Appel de la société civile | Mobilisation pour les jeunes migrant-e-s débouté-e-s privé-e-s de formation

Assises du 2 février 2019 à Lausanne. Source: SSI

Les premières Assises romandes sur la question des jeunes migrant-e-s débouté-e-s privé-e-s de formation se sont déroulées le 2 février 2019 à Lausanne. En effet, depuis plusieurs mois, le nombre de cas de jeunes contraint-e-s d’arrêter leur formation suite à un refus de leur demande d’asile ne cesse de se multiplier. A cette occasion, les jeunes concerné-e-s, les employeurs, les familles de parrainage et les enseignants ont évoqué ensemble leur préoccupation face à cette situation qu’ils jugent inquiétante. Ils ont rédigé un appel demandant aux autorités fédérales et cantonales de permettre aux jeunes migrant-e-s, même débouté-e-s, de mener à terme leur formation. Pour la signature vous pouvez vous référez au site www.unapprentissage-unavenir.ch. Par ailleurs, ces revendications figurent également dans la pétition genevoise en faveur des érythréen-n-es.

Nous reproduisons ci-dessous l’appel et le communiqué de presse des Assises romandes du 2 février 2019.

UN APPRENTISSAGE – UN AVENIR
Appel de la société civile pour que les jeunes migrant-e-s débouté-e-s puissent poursuivre et achever leur formation.

Les premières Assises romandes sur la question des jeunes migrant-e-s débouté-e-s privé-e-s de formation se sont déroulées le 2 février 2019 à Lausanne. Elles ont réuni quelque 200 participant-e-s provenant de tous les cantons romands. Jeunes migrant-e-s, patron-ne-s, professionnel-le-s du domaine, familles de parrainage ont évoqué ensemble leur très vives préoccupation face à la multiplication de cas d’apprenti-e-s contraint-e-s à renoncer à leur apprentissage suite au rejet de leur demande d’asile.
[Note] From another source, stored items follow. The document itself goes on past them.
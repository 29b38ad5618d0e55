use bytes::Bytes;
use url::Url;
use crate::error::SendyError;

/// Raw response data
#[derive(Debug)]
pub struct ResponseData {
	bytes: Bytes,
	status_code: u16,
}

impl ResponseData {
	pub fn new(bytes: Bytes, status_code: u16) -> ResponseData {
		ResponseData { bytes, status_code }
	}

	pub fn as_slice(&self) -> &[u8] {
		&self.bytes
	}

	pub fn status_code(&self) -> u16 {
		self.status_code
	}

	/// Body as text; invalid UTF-8 sequences become U+FFFD
	pub fn text(&self) -> String {
		String::from_utf8_lossy(self.as_slice()).into_owned()
	}
}

/// Sends a form-encoded POST to the Sendy server.
///
/// Implementations return `Err` for connection failures, timeouts and non-2xx
/// statuses; the client turns those into response text.
#[maybe_async::maybe_async]
pub trait Transport {
	async fn post_form(&self, url: Url, body: String) -> Result<ResponseData, SendyError>;
}
impl StunClient {
    /// Client for the given endpoint
    #[must_use]
    pub fn new(endpoint: ServerEndpoint) -> Self {
        debug!(
            server = %endpoint.authority(),
            strict = endpoint.strict,
            "stun client initialized"
        );
        Self { endpoint }
    }

    /// The endpoint this client probes
    #[must_use]
    pub fn endpoint(&self) -> &ServerEndpoint {
        &self.endpoint
    }

    /// Send one datagram, await one datagram, decode it.
    pub async fn exchange_udp(&self, request: &StunMessage) -> Result<StunMessage, ProbeError> {
        let txid = request.transaction_id();
        debug!(server = %self.endpoint.authority(), txid = %txid, "udp exchange");

        let socket = match UdpSocket::bind("0.0.0.0:0").await {
            Ok(socket) => socket,
            Err(e) => {
                warn!(error = %e, "failed to bind udp socket");
                return Err(ProbeError::NoResponse);
            }
        };

        let bytes = request.encode();
        let target = (self.endpoint.host.as_str(), self.endpoint.port);
        match timeout(self.endpoint.timeout, socket.send_to(&bytes, target)).await {
            Ok(Ok(_)) => {}
            Ok(Err(e)) => {
                warn!(server = %self.endpoint.authority(), error = %e, "udp send failed");
                return Err(ProbeError::NoResponse);
            }
            Err(_) => {
                warn!(server = %self.endpoint.authority(), "udp send timed out");
                return Err(ProbeError::NoResponse);
            }
        }

        let mut buf = [0u8; RECV_BUFFER_SIZE];
        let (len, from) = match timeout(self.endpoint.timeout, socket.recv_from(&mut buf)).await {
            Ok(Ok(received)) => received,
            Ok(Err(e)) => {
                warn!(server = %self.endpoint.authority(), error = %e, txid = %txid, "udp receive failed");
                return Err(ProbeError::NoResponse);
            }
            Err(_) => {
                warn!(server = %self.endpoint.authority(), txid = %txid, "no udp response within timeout");
                return Err(ProbeError::NoResponse);
            }
        };
        debug!(from = %from, len, txid = %txid, "udp response received");

        Ok(StunMessage::decode(
            &buf[..len],
            Some(txid),
            self.endpoint.strict,
        )?)
    }

    /// Connect, write the request behind a 2-byte length prefix, read one
    /// length-prefixed response, decode it.
    pub async fn exchange_tcp(&self, request: &StunMessage) -> Result<StunMessage, ProbeError> {
        let txid = request.transaction_id();
        debug!(server = %self.endpoint.authority(), txid = %txid, "tcp exchange");

        let target = (self.endpoint.host.as_str(), self.endpoint.port);
        let mut stream = match timeout(self.endpoint.timeout, TcpStream::connect(target)).await {
            Ok(Ok(stream)) => stream,
            Ok(Err(e)) => {
                warn!(server = %self.endpoint.authority(), error = %e, "tcp connect failed");
                return Err(ProbeError::NoResponse);
            }
            Err(_) => {
                warn!(server = %self.endpoint.authority(), "tcp connect timed out");
                return Err(ProbeError::NoResponse);
            }
        };

        let payload = request.encode();
        let mut framed = Vec::with_capacity(2 + payload.len());
        framed.extend_from_slice(&(payload.len() as u16).to_be_bytes());
        framed.extend_from_slice(&payload);

        match timeout(self.endpoint.timeout, stream.write_all(&framed)).await {
            Ok(Ok(())) => {}
            Ok(Err(e)) => {
                warn!(server = %self.endpoint.authority(), error = %e, "tcp write failed");
                return Err(ProbeError::NoResponse);
            }
            Err(_) => {
                warn!(server = %self.endpoint.authority(), "tcp write timed out");
                return Err(ProbeError::NoResponse);
            }
        }

        let mut prefix = [0u8; 2];
        match timeout(self.endpoint.timeout, stream.read_exact(&mut prefix)).await {
            Ok(Ok(_)) => {}
            Ok(Err(e)) => {
                warn!(server = %self.endpoint.authority(), error = %e, txid = %txid, "failed to read tcp length prefix");
                return Err(ProbeError::NoResponse);
            }
            Err(_) => {
                warn!(server = %self.endpoint.authority(), txid = %txid, "no tcp response within timeout");
                return Err(ProbeError::NoResponse);
            }
        }
        let response_len = u16::from_be_bytes(prefix) as usize;
        debug!(response_len, txid = %txid, "tcp length prefix read");

        let mut payload = vec![0u8; response_len];
        // read_exact loops until filled; premature close is a failure
        match timeout(self.endpoint.timeout, stream.read_exact(&mut payload)).await {
            Ok(Ok(_)) => {}
            Ok(Err(e)) => {
                warn!(
                    server = %self.endpoint.authority(),
                    error = %e,
                    expected = response_len,
                    txid = %txid,
                    "tcp response truncated"
                );
                return Err(ProbeError::NoResponse);
            }
            Err(_) => {
                warn!(server = %self.endpoint.authority(), txid = %txid, "tcp read timed out");
                return Err(ProbeError::NoResponse);
            }
        }

        Ok(StunMessage::decode(
            &payload,
            Some(txid),
            self.endpoint.strict,
        )?)
    }

    /// Plain Binding Request; returns the server-reflexive address.
    ///
    /// A well-formed response carrying an ERROR-CODE attribute is a failed
    /// probe even though the wire exchange succeeded.
    pub async fn discover_mapped_address(
        &self,
        transport: Transport,
    ) -> Result<MappedAddress, ProbeError> {
        info!(server = %self.endpoint.authority(), %transport, "discovering mapped address");
        let request = StunMessage::binding_request();
        let response = match transport {
            Transport::Udp => self.exchange_udp(&request).await?,
            Transport::Tcp => self.exchange_tcp(&request).await?,
        };

        if let Some(err) = response.error_code() {
            return Err(ProbeError::Server {
                code: err.code,
                reason: err.sanitized_reason(),
            });
        }
        if response.message_type() != MessageType::BindingSuccess {
            warn!(
                server = %self.endpoint.authority(),
                kind = %response.message_type(),
                "expected a binding success response"
            );
            return Err(ProbeError::UnexpectedResponse);
        }

        let mapped = response.mapped_address().ok_or(ProbeError::MissingAddress)?;
        info!(server = %self.endpoint.authority(), %transport, mapped = %mapped, "mapped address discovered");
        Ok(mapped)
    }

    /// Binding Request with a CHANGE-REQUEST attribute over UDP.
    ///
    /// Returns whether any parseable response arrived at all; the content
    /// does not matter for classification.
    pub async fn probe_change_request(&self, change: ChangeRequest) -> bool {
        info!(
            server = %self.endpoint.authority(),
            change_ip = change.change_ip,
            change_port = change.change_port,
            "change-request probe"
        );
        let mut request = StunMessage::binding_request();
        request.add_attribute(StunAttribute::ChangeRequest(change));
        let responded = self.exchange_udp(&request).await.is_ok();
        info!(server = %self.endpoint.authority(), responded, "change-request probe finished");
        responded
    }
}
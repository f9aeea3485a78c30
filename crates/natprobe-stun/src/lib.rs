//! # natprobe-stun
//!
//! STUN-based NAT topology classification.
//!
//! This crate provides:
//! - A binary STUN message codec (RFC 5389 framing, XOR-MAPPED-ADDRESS
//!   un-masking, attribute type/length/value records)
//! - A one-shot exchange layer over UDP or TCP with bounded timeouts
//! - The classic four-test NAT classification procedure against one
//!   primary and one secondary server
//!
//! RFC 3489 legacy framing (16-byte transaction IDs) is not supported:
//! responses without the RFC 5389 magic cookie are rejected regardless of
//! an endpoint's strictness flag.
//!
//! ## Example
//!
//! ```rust,no_run
//! use natprobe_stun::{NatDetector, ServerEndpoint};
//!
//! # async fn example() {
//! let primary = ServerEndpoint::new("stun.l.google.com", 19302);
//! let secondary = ServerEndpoint::new("stun.xten.com", 3478);
//! let classification = NatDetector::new(primary, secondary).detect().await;
//! println!("NAT type: {classification}");
//! # }
//! ```

#![warn(missing_docs)]
#![warn(clippy::all)]

pub mod attr;
pub mod client;
pub mod detect;
pub mod error;
pub mod message;
pub mod report;

// Re-export commonly used types
pub use attr::{AddressSource, ChangeRequest, ErrorCode, MappedAddress, StunAttribute};
pub use client::{ServerEndpoint, StunClient, Transport};
pub use detect::{NatClassification, NatDetector, ProbeLog};
pub use error::{CodecError, ProbeError};
pub use message::{MessageType, StunMessage, TransactionId};
pub use report::{TestData, TestId, TestReport, run_test};
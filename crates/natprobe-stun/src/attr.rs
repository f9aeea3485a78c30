//! STUN attribute encoding and decoding.
//!
//! Attributes are a closed set of tagged variants. Anything the codec does
//! not interpret (unknown type codes, non-IPv4 address families, non-UTF-8
//! text) is carried verbatim as [`StunAttribute::Raw`] so that re-encoding
//! reproduces the original wire bytes.

use std::fmt;
use std::net::Ipv4Addr;

use crate::message::MAGIC_COOKIE;

/// MAPPED-ADDRESS attribute type code
pub const ATTR_MAPPED_ADDRESS: u16 = 0x0001;
/// CHANGE-REQUEST attribute type code (classic STUN)
pub const ATTR_CHANGE_REQUEST: u16 = 0x0003;
/// SOURCE-ADDRESS attribute type code (classic STUN)
pub const ATTR_SOURCE_ADDRESS: u16 = 0x0004;
/// CHANGED-ADDRESS attribute type code (classic STUN)
pub const ATTR_CHANGED_ADDRESS: u16 = 0x0005;
/// ERROR-CODE attribute type code
pub const ATTR_ERROR_CODE: u16 = 0x0009;
/// XOR-MAPPED-ADDRESS attribute type code
pub const ATTR_XOR_MAPPED_ADDRESS: u16 = 0x0020;
/// SOFTWARE attribute type code
pub const ATTR_SOFTWARE: u16 = 0x8022;
/// RESPONSE-ORIGIN attribute type code
pub const ATTR_RESPONSE_ORIGIN: u16 = 0x802b;
/// OTHER-ADDRESS attribute type code
pub const ATTR_OTHER_ADDRESS: u16 = 0x802c;

/// IPv4 address family byte in address attributes
const FAMILY_IPV4: u8 = 0x01;

/// Human-readable name for a STUN attribute type code, for diagnostics.
#[must_use]
pub fn attr_name(code: u16) -> &'static str {
    match code {
        ATTR_MAPPED_ADDRESS => "MAPPED-ADDRESS",
        ATTR_CHANGE_REQUEST => "CHANGE-REQUEST",
        ATTR_SOURCE_ADDRESS => "SOURCE-ADDRESS",
        ATTR_CHANGED_ADDRESS => "CHANGED-ADDRESS",
        ATTR_ERROR_CODE => "ERROR-CODE",
        ATTR_XOR_MAPPED_ADDRESS => "XOR-MAPPED-ADDRESS",
        ATTR_SOFTWARE => "SOFTWARE",
        ATTR_RESPONSE_ORIGIN => "RESPONSE-ORIGIN",
        ATTR_OTHER_ADDRESS => "OTHER-ADDRESS",
        _ => "UNKNOWN",
    }
}

/// Which attribute a mapped address was extracted from
#[derive(Debug, Clone, Copy, PartialEq, Eq)]
pub enum AddressSource {
    /// Plain MAPPED-ADDRESS (0x0001)
    Mapped,
    /// XOR-MAPPED-ADDRESS (0x0020)
    XorMapped,
    /// CHANGED-ADDRESS (0x0005)
    Changed,
}

impl fmt::Display for AddressSource {
    fn fmt(&self, f: &mut fmt::Formatter<'_>) -> fmt::Result {
        match self {
            Self::Mapped => write!(f, "MAPPED-ADDRESS"),
            Self::XorMapped => write!(f, "XOR-MAPPED-ADDRESS"),
            Self::Changed => write!(f, "CHANGED-ADDRESS"),
        }
    }
}

/// An IPv4 address reflected back by a STUN server
#[derive(Debug, Clone, Copy, PartialEq, Eq)]
pub struct MappedAddress {
    /// Externally visible IPv4 address
    pub ip: Ipv4Addr,
    /// Externally visible port
    pub port: u16,
    /// Attribute the address was taken from
    pub source: AddressSource,
}

impl MappedAddress {
    /// True when two mappings name the same external (ip, port) pair,
    /// regardless of which attribute each was extracted from.
    #[must_use]
    pub fn same_endpoint(&self, other: &MappedAddress) -> bool {
        self.ip == other.ip && self.port == other.port
    }
}

impl fmt::Display for MappedAddress {
    fn fmt(&self, f: &mut fmt::Formatter<'_>) -> fmt::Result {
        write!(f, "{}:{}", self.ip, self.port)
    }
}

/// ERROR-CODE attribute payload
#[derive(Debug, Clone, PartialEq, Eq)]
pub struct ErrorCode {
    /// class * 100 + number
    pub code: u16,
    /// Reason phrase as received (may need sanitizing before display)
    pub reason: String,
}

impl ErrorCode {
    /// Reason phrase with surrounding whitespace and control characters
    /// stripped, safe to show to a user.
    #[must_use]
    pub fn sanitized_reason(&self) -> String {
        self.reason
            .trim()
            .chars()
            .filter(|c| !c.is_control())
            .collect()
    }
}

impl fmt::Display for ErrorCode {
    fn fmt(&self, f: &mut fmt::Formatter<'_>) -> fmt::Result {
        write!(f, "{} ({})", self.code, self.sanitized_reason())
    }
}

/// CHANGE-REQUEST flags asking the server to reply from a different
/// IP and/or port.
#[derive(Debug, Clone, Copy, PartialEq, Eq)]
pub struct ChangeRequest {
    /// "Change IP" flag (bit 2)
    pub change_ip: bool,
    /// "Change port" flag (bit 1)
    pub change_port: bool,
}

impl ChangeRequest {
    /// Change both IP and port (`0x00000006`), used by classification Test II.
    #[must_use]
    pub fn ip_and_port() -> Self {
        Self {
            change_ip: true,
            change_port: true,
        }
    }

    /// Change port only (`0x00000002`), used by classification Test III.
    #[must_use]
    pub fn port_only() -> Self {
        Self {
            change_ip: false,
            change_port: true,
        }
    }

    /// 32-bit wire encoding of the flags
    #[must_use]
    pub fn bits(&self) -> u32 {
        let mut bits = 0;
        if self.change_ip {
            bits |= 0x0000_0004;
        }
        if self.change_port {
            bits |= 0x0000_0002;
        }
        bits
    }

    fn from_bits(bits: u32) -> Self {
        Self {
            change_ip: bits & 0x0000_0004 != 0,
            change_port: bits & 0x0000_0002 != 0,
        }
    }
}

/// A single STUN attribute
#[derive(Debug, Clone, PartialEq, Eq)]
pub enum StunAttribute {
    /// MAPPED-ADDRESS (0x0001), IPv4
    Mapped {
        /// Address as sent, no masking
        ip: Ipv4Addr,
        /// Port as sent
        port: u16,
    },
    /// XOR-MAPPED-ADDRESS (0x0020), IPv4, masked with the magic cookie
    XorMapped {
        /// Un-XORed address
        ip: Ipv4Addr,
        /// Un-XORed port
        port: u16,
    },
    /// CHANGED-ADDRESS (0x0005), IPv4
    Changed {
        /// Alternate server address
        ip: Ipv4Addr,
        /// Alternate server port
        port: u16,
    },
    /// CHANGE-REQUEST (0x0003)
    ChangeRequest(ChangeRequest),
    /// ERROR-CODE (0x0009)
    ErrorCode(ErrorCode),
    /// SOFTWARE (0x8022)
    Software(String),
    /// Any attribute the codec does not interpret, kept as raw bytes
    Raw(u16, Vec<u8>),
}

impl StunAttribute {
    /// Wire type code for this attribute
    #[must_use]
    pub fn attr_type(&self) -> u16 {
        match self {
            Self::Mapped { .. } => ATTR_MAPPED_ADDRESS,
            Self::XorMapped { .. } => ATTR_XOR_MAPPED_ADDRESS,
            Self::Changed { .. } => ATTR_CHANGED_ADDRESS,
            Self::ChangeRequest(_) => ATTR_CHANGE_REQUEST,
            Self::ErrorCode(_) => ATTR_ERROR_CODE,
            Self::Software(_) => ATTR_SOFTWARE,
            Self::Raw(t, _) => *t,
        }
    }

    /// Encode the attribute value (without the type/length header
    /// and without padding).
    #[must_use]
    pub fn encode_value(&self) -> Vec<u8> {
        match self {
            Self::Mapped { ip, port } | Self::Changed { ip, port } => {
                let mut value = Vec::with_capacity(8);
                value.push(0);
                value.push(FAMILY_IPV4);
                value.extend_from_slice(&port.to_be_bytes());
                value.extend_from_slice(&ip.octets());
                value
            }
            Self::XorMapped { ip, port } => {
                let mut value = Vec::with_capacity(8);
                value.push(0);
                value.push(FAMILY_IPV4);
                let xor_port = port ^ (MAGIC_COOKIE >> 16) as u16;
                value.extend_from_slice(&xor_port.to_be_bytes());
                let xor_ip = u32::from(*ip) ^ MAGIC_COOKIE;
                value.extend_from_slice(&xor_ip.to_be_bytes());
                value
            }
            Self::ChangeRequest(req) => req.bits().to_be_bytes().to_vec(),
            Self::ErrorCode(err) => {
                let mut value = Vec::with_capacity(4 + err.reason.len());
                value.push(0);
                value.push(0);
                value.push((err.code / 100) as u8 & 0x07);
                value.push((err.code % 100) as u8);
                value.extend_from_slice(err.reason.as_bytes());
                value
            }
            Self::Software(s) => s.as_bytes().to_vec(),
            Self::Raw(_, value) => value.clone(),
        }
    }

    /// Full wire encoding: type, logical length, value, zero padding
    /// to the next 4-byte boundary.
    #[must_use]
    pub fn encode(&self) -> Vec<u8> {
        let value = self.encode_value();
        let mut bytes = Vec::with_capacity(4 + value.len() + 3);
        bytes.extend_from_slice(&self.attr_type().to_be_bytes());
        bytes.extend_from_slice(&(value.len() as u16).to_be_bytes());
        bytes.extend_from_slice(&value);
        let padding = (4 - (value.len() % 4)) % 4;
        bytes.extend(std::iter::repeat_n(0, padding));
        bytes
    }

    /// Interpret a (type, value) pair pulled off the wire.
    ///
    /// Decoding is total: values the codec cannot interpret (wrong length,
    /// non-IPv4 family, invalid UTF-8) fall back to [`Self::Raw`] so the
    /// attribute survives a re-encode byte for byte.
    #[must_use]
    pub fn decode(attr_type: u16, value: &[u8]) -> Self {
        let raw = || Self::Raw(attr_type, value.to_vec());
        match attr_type {
            ATTR_MAPPED_ADDRESS | ATTR_CHANGED_ADDRESS => {
                match decode_plain_address(value) {
                    Some((ip, port)) if attr_type == ATTR_MAPPED_ADDRESS => {
                        Self::Mapped { ip, port }
                    }
                    Some((ip, port)) => Self::Changed { ip, port },
                    None => raw(),
                }
            }
            ATTR_XOR_MAPPED_ADDRESS => match decode_plain_address(value) {
                Some((masked_ip, masked_port)) => {
                    let port = masked_port ^ (MAGIC_COOKIE >> 16) as u16;
                    let ip = Ipv4Addr::from(u32::from(masked_ip) ^ MAGIC_COOKIE);
                    Self::XorMapped { ip, port }
                }
                None => raw(),
            },
            ATTR_CHANGE_REQUEST => {
                if value.len() == 4 {
                    let bits = u32::from_be_bytes([value[0], value[1], value[2], value[3]]);
                    Self::ChangeRequest(ChangeRequest::from_bits(bits))
                } else {
                    raw()
                }
            }
            ATTR_ERROR_CODE => {
                if value.len() < 4 {
                    return raw();
                }
                let class = u16::from(value[2] & 0x07);
                let number = u16::from(value[3]);
                match std::str::from_utf8(&value[4..]) {
                    Ok(reason) => Self::ErrorCode(ErrorCode {
                        code: class * 100 + number,
                        reason: reason.to_string(),
                    }),
                    Err(_) => raw(),
                }
            }
            ATTR_SOFTWARE => match std::str::from_utf8(value) {
                Ok(s) => Self::Software(s.to_string()),
                Err(_) => raw(),
            },
            _ => raw(),
        }
    }
}

/// Parse the common address attribute layout: reserved byte, family byte,
/// 16-bit port, 32-bit IPv4 address. Non-IPv4 families yield no address.
fn decode_plain_address(value: &[u8]) -> Option<(Ipv4Addr, u16)> {
    if value.len() < 8 || value[1] != FAMILY_IPV4 {
        return None;
    }
    let port = u16::from_be_bytes([value[2], value[3]]);
    let ip = Ipv4Addr::new(value[4], value[5], value[6], value[7]);
    Some((ip, port))
}

#[cfg(test)]
mod tests {
    use super::*;

    #[test]
    fn test_change_request_bits() {
        assert_eq!(ChangeRequest::ip_and_port().bits(), 0x0000_0006);
        assert_eq!(ChangeRequest::port_only().bits(), 0x0000_0002);
    }

    #[test]
    fn test_change_request_wire_value() {
        let attr = StunAttribute::ChangeRequest(ChangeRequest::ip_and_port());
        assert_eq!(attr.encode_value(), vec![0, 0, 0, 6]);
        // Already 4-byte aligned, no padding
        assert_eq!(attr.encode().len(), 8);
    }

    #[test]
    fn test_xor_mapped_address_masking() {
        let attr = StunAttribute::XorMapped {
            ip: "192.0.2.1".parse().unwrap(),
            port: 64000,
        };
        let value = attr.encode_value();
        assert_eq!(value.len(), 8);
        assert_eq!(value[1], 0x01);
        // Port masked with the high 16 bits of the cookie
        let masked_port = u16::from_be_bytes([value[2], value[3]]);
        assert_eq!(masked_port, 64000 ^ 0x2112);

        let decoded = StunAttribute::decode(ATTR_XOR_MAPPED_ADDRESS, &value);
        assert_eq!(decoded, attr);
    }

    #[test]
    fn test_mapped_address_not_masked() {
        let attr = StunAttribute::Mapped {
            ip: "203.0.113.9".parse().unwrap(),
            port: 3478,
        };
        let value = attr.encode_value();
        assert_eq!(&value[4..8], &[203, 0, 113, 9]);
        assert_eq!(u16::from_be_bytes([value[2], value[3]]), 3478);
    }

    #[test]
    fn test_non_ipv4_family_stays_raw() {
        // Family byte 0x02 (IPv6); must not be interpreted as an address
        let value = vec![0, 0x02, 0x12, 0x34, 1, 2, 3, 4];
        let decoded = StunAttribute::decode(ATTR_MAPPED_ADDRESS, &value);
        assert_eq!(decoded, StunAttribute::Raw(ATTR_MAPPED_ADDRESS, value));
    }

    #[test]
    fn test_error_code_decode() {
        let mut value = vec![0, 0, 4, 1];
        value.extend_from_slice(b"Unauthorized");
        let decoded = StunAttribute::decode(ATTR_ERROR_CODE, &value);
        let StunAttribute::ErrorCode(err) = decoded else {
            panic!("expected ErrorCode");
        };
        assert_eq!(err.code, 401);
        assert_eq!(err.reason, "Unauthorized");
    }

    #[test]
    fn test_error_code_class_low_bits_only() {
        // Class byte with junk in the high bits: only the low 3 count
        let value = vec![0, 0, 0xFC, 38, b'x'];
        let decoded = StunAttribute::decode(ATTR_ERROR_CODE, &value);
        let StunAttribute::ErrorCode(err) = decoded else {
            panic!("expected ErrorCode");
        };
        assert_eq!(err.code, 4 * 100 + 38);
    }

    #[test]
    fn test_error_code_too_short_stays_raw() {
        let value = vec![0, 0, 4];
        let decoded = StunAttribute::decode(ATTR_ERROR_CODE, &value);
        assert!(matches!(decoded, StunAttribute::Raw(ATTR_ERROR_CODE, _)));
    }

    #[test]
    fn test_sanitized_reason_strips_controls() {
        let err = ErrorCode {
            code: 500,
            reason: "  Server\n Error\t ".to_string(),
        };
        assert_eq!(err.sanitized_reason(), "Server Error");
    }

    #[test]
    fn test_unknown_attribute_round_trip() {
        let attr = StunAttribute::Raw(0x7777, vec![9, 9, 9]);
        let encoded = attr.encode();
        // 4-byte header + 3 value bytes + 1 padding byte
        assert_eq!(encoded.len(), 8);
        assert_eq!(u16::from_be_bytes([encoded[2], encoded[3]]), 3);
        let decoded = StunAttribute::decode(0x7777, &encoded[4..7]);
        assert_eq!(decoded, attr);
    }

    #[test]
    fn test_attr_name() {
        assert_eq!(attr_name(ATTR_XOR_MAPPED_ADDRESS), "XOR-MAPPED-ADDRESS");
        assert_eq!(attr_name(0x7777), "UNKNOWN");
    }
}
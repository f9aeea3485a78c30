//! Error types for the codec and the probe pipeline.

use thiserror::Error;

use crate::message::TransactionId;

/// Hard decode failures. A failed decode never yields a partially
/// populated message.
#[derive(Debug, Error)]
pub enum CodecError {
    /// Fewer than the 20 header bytes
    #[error("message too short: {0} bytes, header needs 20")]
    MessageTooShort(usize),

    /// Magic cookie is not the RFC 5389 constant
    #[error("magic cookie mismatch: got {0:#010x}, want 0x2112a442")]
    CookieMismatch(u32),

    /// Response transaction ID differs from the request's
    #[error("transaction id mismatch: expected {expected}, got {got}")]
    TransactionIdMismatch {
        /// Transaction ID of the request
        expected: TransactionId,
        /// Transaction ID carried by the response
        got: TransactionId,
    },

    /// Buffer holds fewer attribute bytes than the header declares
    #[error("declared length {declared} exceeds {available} available bytes")]
    TruncatedBody {
        /// Length field from the header
        declared: usize,
        /// Bytes actually present after the header
        available: usize,
    },

    /// An attribute's declared length overruns the attribute region
    #[error(
        "attribute {attr_type:#06x} declares {declared} value bytes, only {available} remain"
    )]
    AttributeOverrun {
        /// Attribute type code
        attr_type: u16,
        /// Declared value length
        declared: usize,
        /// Bytes remaining in the region
        available: usize,
    },

    /// Message type outside the Binding request/response set
    #[error("unsupported message type {0:#06x}")]
    UnsupportedMessageType(u16),

    /// Transaction ID built from a slice that is not 12 bytes
    #[error("transaction id must be 12 bytes, got {0}")]
    InvalidTransactionId(usize),
}

/// Failures of a single probe (one request/response cycle).
///
/// Transport-level trouble collapses into [`ProbeError::NoResponse`]:
/// for classification purposes an unreachable server, a timeout, and a
/// dropped datagram all mean the same thing. Malformed and error-bearing
/// responses stay distinct.
#[derive(Debug, Error)]
pub enum ProbeError {
    /// Socket failure, send/receive failure, or timeout
    #[error("no response from server")]
    NoResponse,

    /// Bytes arrived but did not decode into a valid message
    #[error("malformed response: {0}")]
    Codec(#[from] CodecError),

    /// Well-formed response carrying an ERROR-CODE attribute
    #[error("server error {code}: {reason}")]
    Server {
        /// class * 100 + number
        code: u16,
        /// Sanitized reason phrase
        reason: String,
    },

    /// Success response without a usable mapped address
    #[error("response carries no usable mapped address")]
    MissingAddress,

    /// Response type is not a Binding Success Response
    #[error("unexpected response type")]
    UnexpectedResponse,
}

impl ProbeError {
    /// Whether this failure means the server stayed silent (as opposed
    /// to answering with something unusable).
    #[must_use]
    pub fn is_silence(&self) -> bool {
        matches!(self, Self::NoResponse)
    }
}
Par cet appel rédigé à  plusieurs voix, les auteurs et les signataires demandent instamment aux autorités  fédérales et cantonales de permettre aux jeunes migrant-e-s, même débouté-e-s, de mener à terme leur formation.

Voix des jeunes :

On nous oblige à arrêter notre apprentissage. Cela nous plonge dans une situation très difficile psychologiquement et dans une vie misérable. Nous avons l’inquiétude de ne pas pouvoir continuer notre formation, de perdre notre logement. Nous avons l’inquiétude d’être renvoyé-e-s dans notre pays. Les gens ne se rendent pas compte du danger.

Nous ne voulons pas devenir des criminel-le-s.

Nous avons besoin d’une formation et d’une expérience professionnelle pour notre futur. La formation nous permet d’être indépendant-e-s. Nous avons besoin de construire notre avenir, c’est là que nous voulons mettre notre énergie.
Donnez-nous la chance de rester et de finir notre apprentissage, laissez-nous travailler. Nous voulons obtenir quelque chose qui va nous servir pour demain.

Voix des patron-ne-s :

Nos entreprises ont besoin d’apprenti-e-s motivé-e-s que nous peinons parfois à trouver. Nous avons fait l’expérience de jeunes apprenti-e-s migrant-e-s très sérieux/ses et engagé-e-s dans leur travail.

Nous nous retrouvons face à des interruptions d’apprentissage néfastes à nos entreprises. La réorganisation du travail devient alors difficile. Nous constatons une incohérence entre la volonté d’intégration à laquelle on nous demande de contribuer et les renvois d’apprenti-e-s ou de jeunes promis-e-s à un apprentissage.

Nous souhaitons être informé-e-s plus explicitement de la part des autorités  sur les implications et les risques que comporte l’engagement d’un-e jeune migrant-e. Nous attendons un soutien clair de l’État dans notre effort d’engager des apprenti-e-s.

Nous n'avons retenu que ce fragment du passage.